Sorry, in my reply I forgot to close the “bold” tags that were only supposed to be on a couple of words. Nearly the entire text in bold doesn’t mean I was shouting, it just means I messed up the html.
The maintainers of that database had good reasons to prohibit making copies of the whole repository.
And what were those good reasons? It’s not JSTOR’s job to manage other peoples’ databases, just their own. If the database in question could handle people occasionally downloading all articles (which usually isn’t the case, that activity tends to be a vast load on a large database), then there’s no other good reason not to let people do that.
As I see it, if your job is to provide publicly available data, then you should have a means of providing the entire database at cost (say on a zillion USB sticks or such).
“As if to underline the point, last Thursday, federal prosecutors indicted that Matthew Keys, a social-media editor at Reuters, under the same law for helping with an online prank.”
Will the NewYorker call it a prank when their website gets hacked by anon? It is important not to just look at this as an isolated even but in the greater context of anon hacking, which may be for leftist ideals but doesn’t make it acceptable behavior. Anon has hurt more innocents by releasing their private information than they have hurt those big evil corporations.
This is the same way OWS was treated, the media explained away all their nefarious deeds by calling them pranks or mostly peaceful.
What would the NewYorker be saying if the TP were hacking websites?
What would the NewYorker be saying if the TP were hacking websites?
They’d be cheering the drone strikes on the perpetrators. Naturally.
Abuse of any law only happens when adults are not in charge. This is not the only power we should be taking out of government hands. The abuse of malicious hacking had been mitigated both before and after this law. The problem, once again (thank you Mr. Reagan) is government.
The law is ideally crafted to resist abuse, and make it obvious when it is misused by petulant children. The safe assumption is that there WILL be such children in charge at some time. Clear definitions help a lot here, but those apparently take too much work or skill for the average congress critter.
Leadership? Obama? You’re kidding, right?
This law is obviously to broad and too open ended. But the problem isn’t JUST this law, or any other law. The problem is Prosecutors who use the Law and the Legal System like a gunfighter notching the handle of his gun.
If a kid gets caught breaking a window with a sling shot. They take the sling shot and charge him with one count of having a “dangerous, improvised weapon”, then they count the GRAVEL in his parents drive way, before ADDING ON, 13M counts of “projectiles for an improvised weapon”. But it’s actually, 13M and 5 counts, if you add in the slingshot pellets he has in his pocket. And God help him, and his parents, if he gets caught crossing the school grounds, after breaking the window.
In the 21st Century, it’s probably, simply for the piling on efforts and every Prosecutor to make his bones, into Federal Statutes for being on ANY Gov’t owned land, even if it ISN’T owned by the Feds…er, us.

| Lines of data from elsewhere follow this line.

use clap::Parser;
use std::path::PathBuf;

/// Unset flags fall back to the config file, then to built-in defaults.
#[derive(Parser, Debug)]
#[command(
    name = "introflux",
    about = "Find the moment an audio recording changes abruptly (intro/outro transitions)"
)]
pub struct Cli {
    /// Input audio file (WAV, MP3, FLAC, OGG, AAC)
    pub input: PathBuf,

    /// Config file (defaults to ./introflux.toml or the user config dir)
    #[arg(short, long)]
    pub config: Option<PathBuf>,

    /// FFT window size in samples [default: 2048]
    #[arg(long)]
    pub n_fft: Option<usize>,

    /// Hop length between frames in samples [default: 512]
    #[arg(long)]
    pub hop_length: Option<usize>,

    /// Highest frequency kept for analysis, in Hz [default: 1000]
    #[arg(long)]
    pub freq_cutoff: Option<f64>,

    /// Moving-average window in frames [default: 5]
    #[arg(short, long)]
    pub window: Option<usize>,

    /// Standard deviations above the mean needed to flag a change [default: 2.0]
    #[arg(short, long, allow_negative_numbers = true)]
    pub alpha: Option<f64>,

    /// Do not zero-pad the signal to centre frames
    #[arg(long)]
    pub no_center: bool,

    /// Only analyse the first N seconds [default: 60]
    #[arg(short, long, conflicts_with = "full")]
    pub duration: Option<f64>,

    /// Analyse the whole file regardless of length
    #[arg(long)]
    pub full: bool,

    /// Render the smoothed flux to an image (e.g. flux.png)
    #[arg(short, long)]
    pub plot: Option<PathBuf>,

    /// TrueType font for plot labels
    #[arg(long)]
    pub font: Option<PathBuf>,

    /// Print every smoothed flux value
    #[arg(long)]
    pub print_flux: bool,

    /// Emit the report as JSON on stdout
    #[arg(long)]
    pub json: bool,
}

#[cfg(test)]
mod tests {
    use super::*;
    use clap::CommandFactory;

    #[test]
    fn command_is_well_formed() {
        Cli::command().debug_assert();
    }

    #[test]
    fn flags_parse() {
        let cli = Cli::try_parse_from([
            "introflux",
            "song.mp3",
            "--n-fft",
            "4096",
            "-w",
            "3",
            "-a",
            "1.5",
            "--plot",
            "flux.png",
            "--json",
        ])
        .unwrap();
        assert_eq!(cli.input, PathBuf::from("song.mp3"));
        assert_eq!(cli.n_fft, Some(4096));
        assert_eq!(cli.window, Some(3));
        assert_eq!(cli.alpha, Some(1.5));
        assert_eq!(cli.plot, Some(PathBuf::from("flux.png")));
        assert!(cli.json);
        assert!(cli.hop_length.is_none());
    }

    #[test]
    fn duration_conflicts_with_full() {
        assert!(Cli::try_parse_from(["introflux", "a.wav", "-d", "30", "--full"]).is_err());
    }
}
use super::features::Spectrogram;

/// Spectral flux per frame: the L1 distance between each frame's magnitudes
/// and the previous frame's. Frame 0 has no predecessor and is always 0.
///
/// Both rising and falling energy count, so a track dropping out registers as
/// strongly as one coming in.
pub fn spectral_flux(spectrogram: &Spectrogram) -> Vec<f64> {
    let frames = spectrogram.frames();
    let mut flux = vec![0.0f64; frames.len()];

    for i in 1..frames.len() {
        flux[i] = frames[i]
            .iter()
            .zip(frames[i - 1].iter())
            .map(|(&cur, &prev)| (cur as f64 - prev as f64).abs())
            .sum();
    }

    flux
}
use anyhow::{Context, Result};
use serde::Deserialize;
use std::path::{Path, PathBuf};

use crate::audio::analysis::{
    DEFAULT_ALPHA, DEFAULT_FREQ_CUTOFF, DEFAULT_HOP_LENGTH, DEFAULT_N_FFT,
    DEFAULT_SMOOTHING_WINDOW,
};

#[derive(Debug, Default, Deserialize)]
#[serde(deny_unknown_fields)]
pub struct Config {
    #[serde(default)]
    pub analysis: AnalysisConfig,
    #[serde(default)]
    pub input: InputConfig,
    #[serde(default)]
    pub plot: PlotConfig,
}

#[derive(Debug, Deserialize)]
#[serde(deny_unknown_fields)]
pub struct AnalysisConfig {
    #[serde(default = "default_n_fft")]
    pub n_fft: usize,
    #[serde(default = "default_hop_length")]
    pub hop_length: usize,
    #[serde(default = "default_freq_cutoff")]
    pub freq_cutoff: f64,
    #[serde(default = "default_smoothing_window")]
    pub smoothing_window: usize,
    #[serde(default = "default_alpha")]
    pub alpha: f64,
    #[serde(default = "default_center")]
    pub center: bool,
}

#[derive(Debug, Deserialize)]
#[serde(deny_unknown_fields)]
pub struct InputConfig {
    /// Seconds of audio to analyse; absent or 0 means the whole file
    #[serde(default = "default_max_duration")]
    pub max_duration: Option<f64>,
}

#[derive(Debug, Deserialize)]
#[serde(deny_unknown_fields)]
pub struct PlotConfig {
    #[serde(default = "default_plot_width")]
    pub width: u32,
    #[serde(default = "default_plot_height")]
    pub height: u32,
    /// TrueType font used for chart labels
    #[serde(default)]
    pub font: Option<PathBuf>,
}

impl Default for AnalysisConfig {
    fn default() -> Self {
        Self {
            n_fft: default_n_fft(),
            hop_length: default_hop_length(),
            freq_cutoff: default_freq_cutoff(),
            smoothing_window: default_smoothing_window(),
            alpha: default_alpha(),
            center: default_center(),
        }
    }
}

impl Default for InputConfig {
    fn default() -> Self {
        Self {
            max_duration: default_max_duration(),
        }
    }
}

impl Default for PlotConfig {
    fn default() -> Self {
        Self {
            width: default_plot_width(),
            height: default_plot_height(),
            font: None,
        }
    }
}

fn default_n_fft() -> usize { DEFAULT_N_FFT }
fn default_hop_length() -> usize { DEFAULT_HOP_LENGTH }
fn default_freq_cutoff() -> f64 { DEFAULT_FREQ_CUTOFF }
fn default_smoothing_window() -> usize { DEFAULT_SMOOTHING_WINDOW }
fn default_alpha() -> f64 { DEFAULT_ALPHA }
fn default_center() -> bool { true }
fn default_max_duration() -> Option<f64> { Some(60.0) }
fn default_plot_width() -> u32 { 1000 }
fn default_plot_height() -> u32 { 400 }

pub fn load_config(path: &Path) -> Result<Config> {
    let content = std::fs::read_to_string(path)
        .with_context(|| format!("Failed to read config: {}", path.display()))?;
    parse_config(&content).with_context(|| format!("Failed to parse config: {}", path.display()))
}

fn parse_config(content: &str) -> Result<Config> {
    Ok(toml::from_str(content)?)
}

/// Explicit path first, then `./introflux.toml`, then the per-user config.
pub fn find_config(explicit: Option<&Path>) -> Option<PathBuf> {
    if let Some(path) = explicit {
        return Some(path.to_path_buf());
    }
    let local = PathBuf::from("introflux.toml");
    if local.exists() {
        return Some(local);
    }
    if let Some(home) = dirs::home_dir() {
        let xdg = home.join(".config").join("introflux").join("config.toml");
        if xdg.exists() {
            return Some(xdg);
        }
    }
    if let Some(config_dir) = dirs::config_dir() {
        let platform = config_dir.join("introflux").join("config.toml");
        if platform.exists() {
            return Some(platform);
        }
    }
    None
}
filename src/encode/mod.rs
pub mod ffmpeg;
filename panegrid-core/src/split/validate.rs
//! Debug-build invariant validator
//!
//! Recomputes the structural invariants from scratch after every public
//! mutation. A violation is a bug in split/remove/compaction — never a
//! user-input problem — so it panics rather than returning an error:
//! silently continuing risks losing user panes.

use std::collections::HashSet;
use std::fmt;
use std::hash::Hash;

use super::tree::{ContainerNode, PaneNode};

/// Asserts every invariant over the manager's state.
///
/// # Panics
///
/// Panics on any violation; see the individual messages.
pub(crate) fn validate_manager<C>(root: Option<&ContainerNode<C>>, focused: Option<C>, tracked: &[C])
where
    C: Copy + Eq + Hash + fmt::Debug,
{
    let Some(root) = root else {
        assert!(
            focused.is_none(),
            "internal error: focus set while the tree is empty"
        );
        assert!(
            tracked.is_empty(),
            "internal error: focus history tracked while the tree is empty"
        );
        return;
    };

    validate_container(root, None, true);

    let contents = root.contents();
    let mut seen = HashSet::new();
    for content in &contents {
        assert!(
            seen.insert(*content),
            "internal error: duplicate content handle {content:?} in tree"
        );
    }

    if let Some(focused) = focused {
        assert!(
            seen.contains(&focused),
            "internal error: focused pane {focused:?} is not in the tree"
        );
    }
    for content in tracked {
        assert!(
            seen.contains(content),
            "internal error: focus history references removed pane {content:?}"
        );
    }
}

fn validate_container<C>(
    container: &ContainerNode<C>,
    parent_direction: Option<super::types::SplitDirection>,
    is_root: bool,
) where
    C: Copy + Eq + Hash + fmt::Debug,
{
    let n = container.child_count();
    assert!(n > 0, "internal error: container with no children");
    if n == 1 {
        assert!(
            is_root,
            "internal error: non-root container with a single child"
        );
        assert!(
            container.slots[0].node.is_leaf(),
            "internal error: root wraps a single non-leaf child"
        );
    }
    if let Some(parent_direction) = parent_direction {
        assert_ne!(
            container.direction, parent_direction,
            "internal error: container child repeats parent split direction"
        );
    }

    let expected_separators: Vec<usize> = (1..n).collect();
    assert_eq!(
        container.separators, expected_separators,
        "internal error: separator list out of sync with slot count"
    );

    for (i, slot) in container.slots.iter().enumerate() {
        assert!(
            slot.weight.is_finite() && slot.weight > 0.0,
            "internal error: slot weight {} is not positive finite",
            slot.weight
        );
        assert_eq!(
            slot.leading_margin,
            i > 0,
            "internal error: leading margin wrong on slot {i}"
        );
        if let PaneNode::Container(child) = &slot.node {
            validate_container(child, Some(container.direction), false);
        }
    }
}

I have no problem with charging criminals, I am in no way soft on crime. But our legal system is supposed to be about fair treatment of even the most heinous criminals. Our Legal System is supposed to be about charging criminals, in levels comparable to the crimes or crimes, in levels of severity based on those crimes.
It’s NOT supposed to be about RETRIBUTION by some onerous bureaucracy, bent on over punishing the criminal, and scaring the plebes back under the thumb of the gov’t! If my history books were right, we fought, not just one, but TWO wars with England to get out from under that system of laws!